0:50:40.2 MG: But yeah, there’s a lot of nonsense out there, Tim. So what? There’s a lot… There’s… I mean if you’re getting your information from LinkedIn primarily what’s LinkedIn? It’s like a lot of people like self-promoting their stuff and people like, are they really experts? You look at it, a lot of people aren’t and there’s a lot of nonsense multipliers. There’s a lot of agencies out there. People just, you gotta step back and think about what the perverse incentives are and there’s a lot of perverse incentives out there and a lot of folks are selling product and are selling services. And what is new often is something that they can use to sell. And I just think by being, again, I don’t overuse the word intentional, but just being thoughtful and mindful is a protection against acting in a way that isn’t rational and you can bump up what they’re saying to see if it’s sort of consistent with what your actual needs are.

0:51:45.6 MG: And again, I sell software and so people can be… I have my biases as well and so I’m well aware of that. But again, this is stuff that is not made up by us, by me. It’s kind of the law and just a way of thinking about it. But again, we’re not selling, there’s no one way to do things and we’re not being paternalistic about it. It’s not for me to say or any of us to say how others should… Well you all are some of you’re consultants. So I guess it is kind of for you to give guidance. But it’s ultimately… The way we look at it, it’s our job to give… It’s almost like being a doctor and there’s various treatments and we may have a preference about what we think a type of treatment works, but it’s ultimately up to the client to think through what are the trade-offs between different interventions? And does one approach work better for them?

0:52:47.1 MG: They are in a better position to know.
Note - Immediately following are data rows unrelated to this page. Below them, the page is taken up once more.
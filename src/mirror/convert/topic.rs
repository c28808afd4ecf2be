// Topics and topic messages.
use bytes::Bytes;

use super::fields::Fields;
use crate::core::entity::{TransactionId, parse_timestamp};
use crate::core::error::ApiResult;
use crate::domain::{ChunkInfo, Topic, TopicMessage};

pub(crate) fn topic(fields: Fields<'_>) -> ApiResult<Topic> {
    Ok(Topic {
        topic_id: fields.parse("topic_id")?,
        memo: fields.string_or_default("memo")?,
        admin_key: fields.key("admin_key")?,
        submit_key: fields.key("submit_key")?,
        auto_renew_account: fields.opt_parse("auto_renew_account")?,
        auto_renew_period: fields.opt_duration_seconds("auto_renew_period")?,
        deleted: fields.bool_or("deleted", false)?,
        created_timestamp: fields.opt_timestamp("created_timestamp")?,
    })
}

pub(crate) fn topic_message(fields: Fields<'_>) -> ApiResult<TopicMessage> {
    let sequence_number = fields
        .opt_u64("sequence_number")?
        .ok_or_else(|| fields.error("sequence_number", "required field is missing"))?;
    let chunk_info = match fields.object("chunk_info")? {
        Some(chunk) => Some(chunk_info(chunk)?),
        None => None,
    };
    Ok(TopicMessage {
        topic_id: fields.parse("topic_id")?,
        sequence_number,
        consensus_timestamp: fields.timestamp("consensus_timestamp")?,
        message: Bytes::from(fields.base64_or_empty("message")?),
        running_hash: fields.base64_or_empty("running_hash")?,
        running_hash_version: fields
            .opt_u64("running_hash_version")?
            .map_or(Ok(0), u32::try_from)
            .map_err(|err| {
                fields
                    .error("running_hash_version", "value is out of range")
                    .with_source(err)
            })?,
        payer_account_id: fields.opt_parse("payer_account_id")?,
        chunk_info,
    })
}

fn chunk_info(fields: Fields<'_>) -> ApiResult<ChunkInfo> {
    let initial_transaction_id = match fields.object("initial_transaction_id")? {
        Some(initial) => {
            let valid_start = initial.str("transaction_valid_start")?;
            let valid_start = parse_timestamp(valid_start).map_err(|err| {
                initial
                    .error("transaction_valid_start", "value is not a timestamp")
                    .with_source(err)
            })?;
            Some(TransactionId::new(initial.parse("account_id")?, valid_start))
        }
        None => None,
    };
    Ok(ChunkInfo {
        initial_transaction_id,
        number: fields.u32("number")?,
        total: fields.u32("total")?,
    })
}
//! Purpose: Transaction lifecycle notifications for protocol client callers.
//! Exports: `TransactionEvent`, `TransactionListener`, `ListenerRegistration`.
//! Role: Explicit register/notify/unregister message passing owned by `ProtocolClient`.
//! Invariants: Removing a registration is idempotent and removes only that listener.
//! Invariants: Listeners run synchronously on the caller's thread, outside the registry lock.
use std::sync::atomic::{AtomicU64, Ordering};
use std::sync::{Arc, Mutex, MutexGuard, Weak};

use crate::core::entity::TransactionId;
use crate::core::status::Status;
use crate::protocol::request::OperationKind;

#[derive(Clone, Debug, Eq, PartialEq)]
pub enum TransactionEvent {
    Submitted {
        kind: OperationKind,
        transaction_id: TransactionId,
    },
    /// `status` is absent when the failure happened before consensus reported one.
    Completed {
        kind: OperationKind,
        transaction_id: TransactionId,
        status: Option<Status>,
        succeeded: bool,
    },
}

impl TransactionEvent {
    pub fn kind(&self) -> OperationKind {
        match self {
            TransactionEvent::Submitted { kind, .. } | TransactionEvent::Completed { kind, .. } => {
                *kind
            }
        }
    }

    pub fn transaction_id(&self) -> &TransactionId {
        match self {
            TransactionEvent::Submitted { transaction_id, .. }
            | TransactionEvent::Completed { transaction_id, .. } => transaction_id,
        }
    }
}

/// Must be fast and must not panic; it runs inside `ProtocolClient::execute`.
pub trait TransactionListener: Send + Sync {
    fn on_event(&self, event: &TransactionEvent);
}

impl<F> TransactionListener for F
where
    F: Fn(&TransactionEvent) + Send + Sync,
{
    fn on_event(&self, event: &TransactionEvent) {
        self(event)
    }
}

type Entries = Vec<(u64, Arc<dyn TransactionListener>)>;

#[derive(Default)]
pub(crate) struct ListenerRegistry {
    next_id: AtomicU64,
    entries: Arc<Mutex<Entries>>,
}

impl ListenerRegistry {
    pub(crate) fn add(&self, listener: Arc<dyn TransactionListener>) -> ListenerRegistration {
        let id = self.next_id.fetch_add(1, Ordering::Relaxed);
        lock(&self.entries).push((id, listener));
        ListenerRegistration {
            id,
            entries: Arc::downgrade(&self.entries),
        }
    }

    pub(crate) fn notify(&self, event: &TransactionEvent) {
        let snapshot: Vec<Arc<dyn TransactionListener>> = lock(&self.entries)
            .iter()
            .map(|(_, listener)| Arc::clone(listener))
            .collect();
        for listener in snapshot {
            listener.on_event(event);
        }
    }

    pub(crate) fn len(&self) -> usize {
        lock(&self.entries).len()
    }
}

/// A poisoned lock only means a listener panicked mid-notify; the list itself is intact.
fn lock(entries: &Mutex<Entries>) -> MutexGuard<'_, Entries> {
    entries.lock().unwrap_or_else(|poisoned| poisoned.into_inner())
}

/// Returned by `ProtocolClient::add_listener`; `remove` unregisters that listener.
#[derive(Clone, Debug)]
pub struct ListenerRegistration {
    id: u64,
    entries: Weak<Mutex<Entries>>,
}

impl ListenerRegistration {
    /// Returns whether this call removed the listener. Later calls are no-ops.
    pub fn remove(&self) -> bool {
        let Some(entries) = self.entries.upgrade() else {
            return false;
        };
        let mut entries = lock(&entries);
        let before = entries.len();
        entries.retain(|(id, _)| *id != self.id);
        entries.len() != before
    }
}

#[cfg(test)]
mod tests {
    use super::*;
    use crate::core::entity::AccountId;
    use time::OffsetDateTime;

    fn event() -> TransactionEvent {
        TransactionEvent::Submitted {
            kind: OperationKind::TopicCreate,
            transaction_id: TransactionId::new(AccountId::from_num(2), OffsetDateTime::UNIX_EPOCH),
        }
    }

    fn counter() -> (Arc<AtomicU64>, Arc<dyn TransactionListener>) {
        let count = Arc::new(AtomicU64::new(0));
        let seen = Arc::clone(&count);
        let listener = move |_: &TransactionEvent| {
            seen.fetch_add(1, Ordering::SeqCst);
        };
        (count, Arc::new(listener))
    }

    #[test]
    fn removal_is_idempotent_and_targeted() {
        let registry = ListenerRegistry::default();
        let (first_count, first) = counter();
        let (second_count, second) = counter();
        let first_registration = registry.add(first);
        let _second_registration = registry.add(second);

        registry.notify(&event());
        assert!(first_registration.remove());
        assert!(!first_registration.remove());
        registry.notify(&event());

        assert_eq!(first_count.load(Ordering::SeqCst), 1);
        assert_eq!(second_count.load(Ordering::SeqCst), 2);
        assert_eq!(registry.len(), 1);
    }

    #[test]
    fn same_listener_registered_twice_is_removed_once_per_registration() {
        let registry = ListenerRegistry::default();
        let (count, listener) = counter();
        let a = registry.add(Arc::clone(&listener));
        let _b = registry.add(listener);
        a.remove();
        registry.notify(&event());
        assert_eq!(count.load(Ordering::SeqCst), 1);
    }

    #[test]
    fn removal_after_registry_drop_is_a_no_op() {
        let registry = ListenerRegistry::default();
        let (_, listener) = counter();
        let registration = registry.add(listener);
        drop(registry);
        assert!(!registration.remove());
    }
}
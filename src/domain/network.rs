// Network-wide values: exchange rates, gas fees, staking and hbar supply.
use time::OffsetDateTime;

use crate::core::amount::Hbar;

#[derive(Clone, Debug, Eq, PartialEq)]
pub struct ExchangeRate {
    pub cent_equivalent: i64,
    pub hbar_equivalent: i64,
    pub expiration_time: OffsetDateTime,
}

impl ExchangeRate {
    /// US cents that one whole hbar buys at this rate.
    pub fn cents_per_hbar(&self) -> f64 {
        if self.hbar_equivalent == 0 {
            return 0.0;
        }
        self.cent_equivalent as f64 / self.hbar_equivalent as f64
    }
}

#[derive(Clone, Debug, Eq, PartialEq)]
pub struct ExchangeRates {
    pub current_rate: ExchangeRate,
    pub next_rate: ExchangeRate,
}

#[derive(Clone, Debug, Eq, PartialEq)]
pub struct NetworkFee {
    pub gas: i64,
    pub transaction_type: String,
}

#[derive(Clone, Debug, PartialEq)]
pub struct NetworkStake {
    pub max_stake_rewarded: i64,
    pub max_staking_reward_rate_per_hbar: i64,
    pub max_total_reward: i64,
    pub node_reward_fee_fraction: f64,
    pub reserved_staking_rewards: i64,
    pub reward_balance_threshold: i64,
    pub stake_total: i64,
    pub staking_period_start: Option<OffsetDateTime>,
    pub staking_period_end: Option<OffsetDateTime>,
    pub staking_period_duration: i64,
    pub staking_periods_stored: i64,
    pub staking_reward_fee_fraction: f64,
    pub staking_reward_rate: i64,
    pub staking_start_threshold: i64,
    pub unreserved_staking_reward_balance: i64,
}

#[derive(Clone, Debug, Eq, PartialEq)]
pub struct NetworkSupplies {
    pub released_supply: Hbar,
    pub total_supply: Hbar,
    pub timestamp: Option<OffsetDateTime>,
}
It’s just really our job to give them options and ultimately if they do something they wanna do an approach that isn’t what we would’ve done, that’s totally fine. It’s not for us to say. It’s just our job to give, to be acting in good faith and kind of give them options.

0:53:05.6 MH: I love that we’ve got this conversation done now ’cause I think we’re gonna be referring to it again and again and again over the next many years. This is good on a lot of levels for a couple reasons. One, because when we start seeing vendors in five years talking about this, we’ll know where it came from. And as we sort of seek out and pursue sort of almost like a new set of first principles as analysts around how incorporating privacy in a proactive manner works. It’s starting at this sort of juncture. It’s a lot of food for thought. All right. This has been outstanding as per usual and thank you Matt. Thank you very much.

0:53:55.6 MG: Well thank you so much for having me. It’s been a real pleasure.

0:53:58.1 MH: It’s good. I’ve got a lot of thoughts going on as I usually do when we talk and none of them are very well formed and most of them probably don’t make any sense. So it’s gonna take a while. But this is really good and I think I echo what you were saying, Julie, which is sort of like, this is the first time I’ve sort of looked at privacy stuff and not felt sort of like this, oh, they’re just crushing our fun and we have to follow all these rules. There’s now sort of like, okay, there’s a path forward and I can get excited about that. Now I’m intrigued and I wanna go learn more about how do I incorporate that as part of a central part of my path out from here. Which I think is. Yeah.

0:54:38.5 JH: Can I just say, I do, to echo that, Michael, I started to feel at the very end I was starting to culminate all my thoughts finally into something coherent of, I really like that this way of thinking gets rid of the fear of feeling like they’re losing something with the privacy laws out there and the new regulations coming. Because I feel like that’s what always the conversation is about is we’re losing this, we’re losing that, oh no, you wanna hold on tighter because you feel like things are being pulled away from you. But this kind of breaks that fear cycle and, yeah, it feels kind of like a new day. Like, oh, turn the page. There’s a new way to start. You can start fresh, it’s okay.

0:55:18.7 TW: None of our tools support it yet, but then we can start going and building that future.

0:55:21.9 MG: No. Not yet. Come on. Come on.

0:55:24.8 TW: Yeah. There might be one.

0:55:25.8 MG: That was quick. That was a quick… [laughter] That took all of 43 seconds.

[laughter]

0:55:37.8 TW: It’s always somebody been thinking about this back in 2015.

0:55:41.8 MH: Oh. Like I said, in five to seven years when some of the vendors start talking about this, you know where you heard it first. All right. One thing we would love to do on the show is go around the horn and share a last call. Something that might be of interest to our audience. Matt, you’re our guest. Do you have a last call you’d like to share?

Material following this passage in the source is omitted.